Detection runs entirely inside the Airflow API-server process, started by the plugin's FastAPI lifespan. A background scheduler fires every schedule_interval_minutes; across multiple API-server replicas a database advisory lock plus a last-run check ensures only one cycle runs per interval. Both the detectors and the dashboard read the metadata DB directly here — the sanctioned place for it in Airflow 3 — so nothing ever runs in a worker task.

flowchart TD
    subgraph api["Airflow API server (FastAPI plugin)"]
        direction TB
        timer["Background scheduler<br/><i>every N min · advisory-locked</i>"]

        subgraph det["Detectors"]
            runtime["Runtime"]
            failure["Failure"]
            deadline["Deadline"]
            stuck["Stuck"]
            schedule["Schedule"]
        end

        timer --> det
        det --> alerting["Alerting<br/><i>Log / Email / Slack / Teams / Discord</i>"]
        det --> var[("Variable<br/>watchdog_last_results")]
        var --> dashboard["/watchdog/ Dashboard"]
    end

    db[("Metadata DB<br/><i>dag_run · task_instance</i>")] -.read.-> det
    db -.read.-> dashboard

Detection methods

Runtime anomaly (IQR): For each (dag_id, task_id), the detector computes Q1, Q3, and IQR from the last N successful runs.
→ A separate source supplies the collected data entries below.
// Channel pruning & weight migration
//
// Given the kept filter indices (ascending) of the target convolution,
// build the float migration network:
//
//   Conv2d(N) → BatchNorm2d → ReLU → Connected(frozen) → ReLU
//             → Connected(frozen) → Softmax
//
// The reduced convolution takes filter kept[j] of the original layer as its
// output channel j, with kernel geometry unchanged. Keeping every filter in
// index order therefore reproduces the original layer exactly.
//
// DENSE GATHERING:
//
//   The original first dense layer reads the pooled map of all F channels.
//   The migrated one reads the raw conv map of the N kept channels, so each
//   conv cell takes the weight of every pooled cell whose window covers it,
//   divided by that window's cell count:
//
//     W'[o][j, y, x] = Σ_{p ∋ (y,x)} W[o][kept[j], p] / |p|
//
//   which is the head's response to an average-pooled input.
//
// Both dense layers are frozen. Nothing downstream of the convolution is
// ever changed by training this network.

use serde::{Deserialize, Serialize};

use sprig_core::{Error, Matrix, Result};
use sprig_kernels::{MapDims, Window};
use sprig_nn::{Activation, BatchNorm2d, Connected, Conv2d, Network};

use crate::model::{FixedLayer, QuantizedModel, StageDims, TARGET_CONV};

/// What moved from the fixed-point model into the migration network.
#[derive(Debug, Clone, PartialEq, Eq, Serialize, Deserialize)]
pub struct MigrationReport {
    /// Original indices of the kept filters, ascending.
    pub kept: Vec<usize>,
    /// Weights per filter (`C_in * k * k`).
    pub filter_len: usize,
    pub weights_migrated: usize,
    pub biases_migrated: usize,
}

/// Fail unless `keep` filters can be taken from a layer of `filters`.
pub fn check_keep(keep: usize, filters: usize) -> Result<()> {
    if keep > filters {
        return Err(Error::KeepExceedsFilters { keep, filters });
    }
    Ok(())
}

fn check_kept(kept: &[usize], filters: usize) -> Result<()> {
    check_keep(kept.len(), filters)?;
    for (i, &k) in kept.iter().enumerate() {
        if k >= filters {
            return Err(Error::msg(format!(
                "filter index {k} out of range for {filters} filters"
            )));
        }
        if i > 0 && kept[i - 1] >= k {
            return Err(Error::msg("kept filter indices must be strictly ascending"));
        }
    }
    Ok(())
}

/// Dequantize the kept filters of the target convolution into a new layer.
pub fn reduce_conv(model: &QuantizedModel, kept: &[usize]) -> Result<Conv2d> {
    let dims = model.validate()?;
    reduce_conv_with(model, &dims, kept)
}

fn reduce_conv_with(model: &QuantizedModel, dims: &StageDims, kept: &[usize]) -> Result<Conv2d> {
    let layer = model.target();
    check_kept(kept, layer.outputs())?;
    let fan_in = layer.fan_in();
    let wq = layer.weight.q();
    let bq = layer.bias.q();

    let mut weight = Matrix::zeros(kept.len(), fan_in)?;
    let mut bias = Matrix::zeros(1, kept.len())?;
    for (j, &f) in kept.iter().enumerate() {
        wq.dequantize_into(layer.weight.outer_slice(f), weight.row_mut(j));
        bias.set(0, j, bq.dequantize(layer.bias.data()[f]));
    }
    Conv2d::from_weights(
        dims.stage_input(TARGET_CONV),
        model.arch.target().conv.window(),
        weight,
        bias,
    )
}

/// Conv-map cells covered by each pooled cell, in pooled CHW order for
/// one channel.
fn pool_windows(conv: MapDims, pool: MapDims, window: Window) -> Vec<Vec<usize>> {
    let mut cells = Vec::with_capacity(pool.plane());
    for py in 0..pool.height {
        let y0 = (py * window.stride) as isize - window.padding as isize;
        for px in 0..pool.width {
            let x0 = (px * window.stride) as isize - window.padding as isize;
            let mut covered = Vec::with_capacity(window.kernel * window.kernel);
            for y in y0.max(0)..(y0 + window.kernel as isize).min(conv.height as isize) {
                for x in x0.max(0)..(x0 + window.kernel as isize).min(conv.width as isize) {
                    covered.push(y as usize * conv.width + x as usize);
                }
            }
            cells.push(covered);
        }
    }
    cells
}

/// First dense layer re-indexed from the pooled map of all filters to the
/// raw conv map of the kept filters.
pub fn gather_dense(model: &QuantizedModel, dims: &StageDims, kept: &[usize]) -> Result<Matrix> {
    let dense = &model.dense[0];
    let conv = dims.conv[TARGET_CONV];
    let pool = dims.pool[TARGET_CONV];
    let windows = pool_windows(conv, pool, model.arch.target().pool.window());
    let original = dense.weight.dequantize();
    let in_features = dense.fan_in();

    let mut weight = Matrix::zeros(dense.outputs(), kept.len() * conv.plane())?;
    for o in 0..dense.outputs() {
        let src = &original[o * in_features..(o + 1) * in_features];
        let dst = weight.row_mut(o);
        for (j, &f) in kept.iter().enumerate() {
            let channel = &mut dst[j * conv.plane()..(j + 1) * conv.plane()];
            for (p, covered) in windows.iter().enumerate() {
                if covered.is_empty() {
                    continue;
                }
                let w = src[f * pool.plane() + p] / covered.len() as f32;
                for &cell in covered {
                    channel[cell] += w;
                }
            }
        }
    }
    Ok(weight)
}

fn dequantized_bias(layer: &FixedLayer) -> Result<Matrix> {
    Matrix::from_vec(1, layer.outputs(), layer.bias.dequantize())
}

/// Build the migration network for `kept` (ascending filter indices).
///
/// An empty `kept` yields an empty convolution, which the batch-norm layer
/// after it rejects with `EmptyDimension`.
pub fn build_migration_network(
    model: &QuantizedModel,
    kept: &[usize],
) -> Result<(Network, MigrationReport)> {
    let dims = model.validate()?;
    let conv = reduce_conv_with(model, &dims, kept)?;
    let out = conv.out_dims();
    let filter_len = model.target().fan_in();

    let bn = BatchNorm2d::new(out.channels, out.plane())?;
    let d1 = &model.dense[0];
    let d2 = &model.dense[1];
    let hidden = Connected::from_weights(gather_dense(model, &dims, kept)?, dequantized_bias(d1)?)?
        .frozen();
    let d2_weight = Matrix::from_vec(d2.outputs(), d2.fan_in(), d2.weight.dequantize())?;
    let classifier = Connected::from_weights(d2_weight, dequantized_bias(d2)?)?.frozen();

    let mut net = Network::new();
    net.push(conv)?;
    net.push(bn)?;
    net.push(Activation::relu(out.len())?)?;
    net.push(hidden)?;
    net.push(Activation::relu(d1.outputs())?)?;
    net.push(classifier)?;
    net.push(Activation::softmax(d2.outputs())?)?;

    let report = MigrationReport {
        kept: kept.to_vec(),
        filter_len,
        weights_migrated: kept.len() * filter_len,
        biases_migrated: kept.len(),
    };
    tracing::debug!(
        kept = ?report.kept,
        weights = report.weights_migrated,
        layers = net.len(),
        "migration network built"
    );
    Ok((net, report))
}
If the most recent duration falls outside [Q1 - 1.5×IQR, Q3 + 1.5×IQR], it's flagged. This is more robust than z-score because outliers don't skew the baseline.

Failure spike: Compares the failure rate in the last 10 runs against the rate over the preceding baseline runs (the baseline excludes the recent window, so a fresh spike doesn't dilute its own reference point). If the recent rate exceeds 2× baseline, it fires. Also catches DAGs that suddenly start failing when they historically never did.
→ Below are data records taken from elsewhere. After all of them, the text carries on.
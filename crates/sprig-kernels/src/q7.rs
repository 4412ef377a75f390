// q7 kernels: saturating fixed-point layer operations
//
// ARITHMETIC:
//
//   acc  = (bias << bias_lshift) + round
//   acc += Σ input * weight          (saturating i32 accumulation)
//   out  = sat_q7(acc >> out_rshift)
//
// where round = 1 << (out_rshift - 1) when out_rshift > 0, so the right
// shift rounds half up. Results outside [-128, 127] clamp; nothing wraps.
//
// LAYOUT:
//
//   activations      [C, H, W]
//   conv weights     [C_out, C_in, k, k]
//   dense weights    [out, in]
//
// Max-pooling and ReLU keep the input's exponent. Softmax produces a q7
// distribution using power-of-two exponentials: entries more than 8 below
// the maximum are treated as zero.

use sprig_core::{Error, Result, Shape};

use crate::geometry::{MapDims, Window};

/// Scale alignment for one layer: bias left shift, output right shift.
#[derive(Debug, Clone, Copy, PartialEq, Eq, Default)]
pub struct Shifts {
    pub bias_lshift: u32,
    pub out_rshift: u32,
}

impl Shifts {
    pub fn new(bias_lshift: u32, out_rshift: u32) -> Self {
        Shifts {
            bias_lshift,
            out_rshift,
        }
    }

    fn initial(&self, bias: i8) -> i32 {
        let b = (bias as i64) << self.bias_lshift.min(32);
        let round = if self.out_rshift > 0 {
            1i64 << (self.out_rshift.min(32) - 1)
        } else {
            0
        };
        (b + round).clamp(i32::MIN as i64, i32::MAX as i64) as i32
    }

    fn finish(&self, acc: i32) -> i8 {
        (acc >> self.out_rshift.min(31)).clamp(i8::MIN as i32, i8::MAX as i32) as i8
    }
}

/// 2-D convolution over a CHW q7 map.
///
/// `output` must hold `out_channels * H_out * W_out` values.
#[allow(clippy::too_many_arguments)]
pub fn convolve_q7(
    input: &[i8],
    dims: MapDims,
    weight: &[i8],
    bias: &[i8],
    out_channels: usize,
    window: Window,
    shifts: Shifts,
    output: &mut [i8],
) -> Result<MapDims> {
    dims.expect_len(input.len())?;
    let out = dims.after(&window, out_channels)?;
    let k = window.kernel;
    let filter_len = dims.channels * k * k;
    if weight.len() != out_channels * filter_len {
        return Err(Error::ElementCountMismatch {
            shape: Shape::from((out_channels, dims.channels, k, k)),
            expected: out_channels * filter_len,
            got: weight.len(),
        });
    }
    if bias.len() != out_channels {
        return Err(Error::shape_mismatch(&[out_channels], &[bias.len()]));
    }
    out.expect_len(output.len())?;

    let plane = dims.plane();
    for oc in 0..out_channels {
        let filter = &weight[oc * filter_len..(oc + 1) * filter_len];
        for oy in 0..out.height {
            for ox in 0..out.width {
                let mut acc = shifts.initial(bias[oc]);
                for ic in 0..dims.channels {
                    let channel = &input[ic * plane..(ic + 1) * plane];
                    let taps = &filter[ic * k * k..(ic + 1) * k * k];
                    for ky in 0..k {
                        let iy = (oy * window.stride + ky) as isize - window.padding as isize;
                        if iy < 0 || iy >= dims.height as isize {
                            continue;
                        }
                        for kx in 0..k {
                            let ix = (ox * window.stride + kx) as isize - window.padding as isize;
                            if ix < 0 || ix >= dims.width as isize {
                                continue;
                            }
                            let x = channel[iy as usize * dims.width + ix as usize] as i32;
                            acc = acc.saturating_add(x * taps[ky * k + kx] as i32);
                        }
                    }
                }
                output[(oc * out.height + oy) * out.width + ox] = shifts.finish(acc);
            }
        }
    }
    Ok(out)
}

/// Max-pooling over each channel. Padded cells never win.
pub fn maxpool_q7(input: &[i8], dims: MapDims, window: Window, output: &mut [i8]) -> Result<MapDims> {
    dims.expect_len(input.len())?;
    let out = dims.after(&window, dims.channels)?;
    out.expect_len(output.len())?;

    let plane = dims.plane();
    for c in 0..dims.channels {
        let channel = &input[c * plane..(c + 1) * plane];
        for oy in 0..out.height {
            let y0 = (oy * window.stride) as isize - window.padding as isize;
            for ox in 0..out.width {
                let x0 = (ox * window.stride) as isize - window.padding as isize;
                let mut best = i8::MIN;
                for y in y0.max(0)..(y0 + window.kernel as isize).min(dims.height as isize) {
                    for x in x0.max(0)..(x0 + window.kernel as isize).min(dims.width as isize) {
                        best = best.max(channel[y as usize * dims.width + x as usize]);
                    }
                }
                output[(c * out.height + oy) * out.width + ox] = best;
            }
        }
    }
    Ok(out)
}

/// In-place ReLU.
pub fn relu_q7(data: &mut [i8]) {
    for v in data.iter_mut() {
        if *v < 0 {
            *v = 0;
        }
    }
}

/// Dense layer: `output[o] = sat(bias[o] << l + Σ input[i] * weight[o][i]) >> r`.
pub fn fully_connected_q7(
    input: &[i8],
    weight: &[i8],
    bias: &[i8],
    shifts: Shifts,
    output: &mut [i8],
) -> Result<()> {
    let out_features = output.len();
    let in_features = input.len();
    if weight.len() != out_features * in_features {
        return Err(Error::ElementCountMismatch {
            shape: Shape::from((out_features, in_features)),
            expected: out_features * in_features,
            got: weight.len(),
        });
    }
    if bias.len() != out_features {
        return Err(Error::shape_mismatch(&[out_features], &[bias.len()]));
    }
    for (o, out) in output.iter_mut().enumerate() {
        let row = &weight[o * in_features..(o + 1) * in_features];
        let mut acc = shifts.initial(bias[o]);
        for (&x, &w) in input.iter().zip(row) {
            acc = acc.saturating_add(x as i32 * w as i32);
        }
        *out = shifts.finish(acc);
    }
    Ok(())
}

/// Power-of-two softmax into a q7 probability-like distribution.
pub fn softmax_q7(input: &[i8], output: &mut [i8]) -> Result<()> {
    if input.len() != output.len() {
        return Err(Error::shape_mismatch(&[input.len()], &[output.len()]));
    }
    let Some(&max) = input.iter().max() else {
        return Ok(());
    };
    let base = max as i32 - 8;

    let sum: i32 = input
        .iter()
        .filter(|&&v| v as i32 > base)
        .map(|&v| 1i32 << (v as i32 - base).clamp(0, 30))
        .sum();
    let output_base = 0x10_0000 / sum.max(1);

    for (o, &v) in output.iter_mut().zip(input) {
        *o = if v as i32 > base {
            let shift = (13 + base - v as i32).clamp(0, 31);
            (output_base >> shift).min(i8::MAX as i32) as i8
        } else {
            0
        };
    }
    Ok(())
}

/// Index of the largest q7 value, lowest index on ties.
pub fn argmax_q7(values: &[i8]) -> usize {
    let mut best = 0;
    for (i, &v) in values.iter().enumerate().skip(1) {
        if v > values[best] {
            best = i;
        }
    }
    best
}

#[cfg(test)]
mod tests {
    use super::*;

    #[test]
    fn test_identity_conv() {
        // 1x1 kernel, weight 1, no shift: output == input
        let dims = MapDims::new(1, 2, 2);
        let input = [1i8, -2, 3, 4];
        let mut out = [0i8; 4];
        let o = convolve_q7(
            &input,
            dims,
            &[1],
            &[0],
            1,
            Window::new(1, 1, 0),
            Shifts::default(),
            &mut out,
        )
        .unwrap();
        assert_eq!(o, dims);
        assert_eq!(out, input);
    }

    #[test]
    fn test_conv_padding_and_shifts() {
        // 3x3 all-ones kernel on a 2x2 map of 4s with padding 1: each output
        // sees all four cells → 16, plus bias 1<<2 and rounding 1 → 21, >> 1 → 10.
        let dims = MapDims::new(1, 2, 2);
        let mut out = [0i8; 4];
        convolve_q7(
            &[4; 4],
            dims,
            &[1; 9],
            &[1],
            1,
            Window::new(3, 1, 1),
            Shifts::new(2, 1),
            &mut out,
        )
        .unwrap();
        assert_eq!(out, [10; 4]);
    }

    #[test]
    fn test_conv_saturates() {
        let dims = MapDims::new(2, 1, 1);
        let mut out = [0i8; 2];
        convolve_q7(
            &[127, 127],
            dims,
            &[127, 127, -128, -128],
            &[0, 0],
            2,
            Window::new(1, 1, 0),
            Shifts::default(),
            &mut out,
        )
        .unwrap();
        assert_eq!(out, [127, -128]);
    }

    #[test]
    fn test_conv_rejects_bad_weights() {
        let mut out = [0i8; 4];
        let err = convolve_q7(
            &[0; 4],
            MapDims::new(1, 2, 2),
            &[1, 2],
            &[0],
            1,
            Window::new(1, 1, 0),
            Shifts::default(),
            &mut out,
        );
        assert!(matches!(err, Err(Error::ElementCountMismatch { .. })));
    }

    #[test]
    fn test_maxpool() {
        let dims = MapDims::new(1, 4, 4);
        let input: Vec<i8> = (0..16).map(|v| v as i8 - 8).collect();
        let mut out = [0i8; 4];
        let o = maxpool_q7(&input, dims, Window::new(2, 2, 0), &mut out).unwrap();
        assert_eq!(o, MapDims::new(1, 2, 2));
        assert_eq!(out, [-3, -1, 5, 7]);
    }

    #[test]
    fn test_relu() {
        let mut v = [-5i8, 0, 7, -128];
        relu_q7(&mut v);
        assert_eq!(v, [0, 0, 7, 0]);
    }

    #[test]
    fn test_fully_connected() {
        let mut out = [0i8; 2];
        fully_connected_q7(
            &[1, 2, 3],
            &[1, 1, 1, 2, 0, -1],
            &[1, 0],
            Shifts::new(1, 0),
            &mut out,
        )
        .unwrap();
        assert_eq!(out, [8, -1]);
    }

    #[test]
    fn test_softmax_orders_like_input() {
        let input = [10i8, 14, 12];
        let mut out = [0i8; 3];
        softmax_q7(&input, &mut out).unwrap();
        assert!(out[1] > out[2] && out[2] > out[0]);
        assert_eq!(argmax_q7(&out), 1);
        assert!(out.iter().all(|&v| v >= 0));
    }

    #[test]
    fn test_softmax_drops_far_values() {
        let mut out = [0i8; 2];
        softmax_q7(&[100, 10], &mut out).unwrap();
        assert_eq!(out, [127, 0]);
    }

    #[test]
    fn test_argmax_ties() {
        assert_eq!(argmax_q7(&[3, 9, 9, 1]), 1);
        assert_eq!(argmax_q7(&[0, 0, 0]), 0);
    }
}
Missed deadline: Checks currently-running DAG runs and compares their elapsed time against 2× median historical duration. Catches DAGs that are silently hanging.

Stuck task: Checks currently-running task instances against 2× historical max duration for that specific task. Catches zombie tasks, hung queries, and unresponsive external calls.

Schedule anomaly (IQR): For each (dag_id, task_id), converts start and end times to minutes-since-midnight and computes IQR fences. Flags tasks that started or ended at an unusual time-of-day. Handles midnight wraparound (e.g. tasks normally running between 23:30–00:30).

Dashboard

The dashboard is available at /watchdog/ in the Airflow webserver. It shows:

Summary cards: total DAGs, healthy, warning, critical counts
DAG health table: sorted with problems at the top
Per-DAG alerts with severity indicators
Auto-refreshes every 60 seconds

Access it via Browse → Watchdog in the Airflow UI navbar.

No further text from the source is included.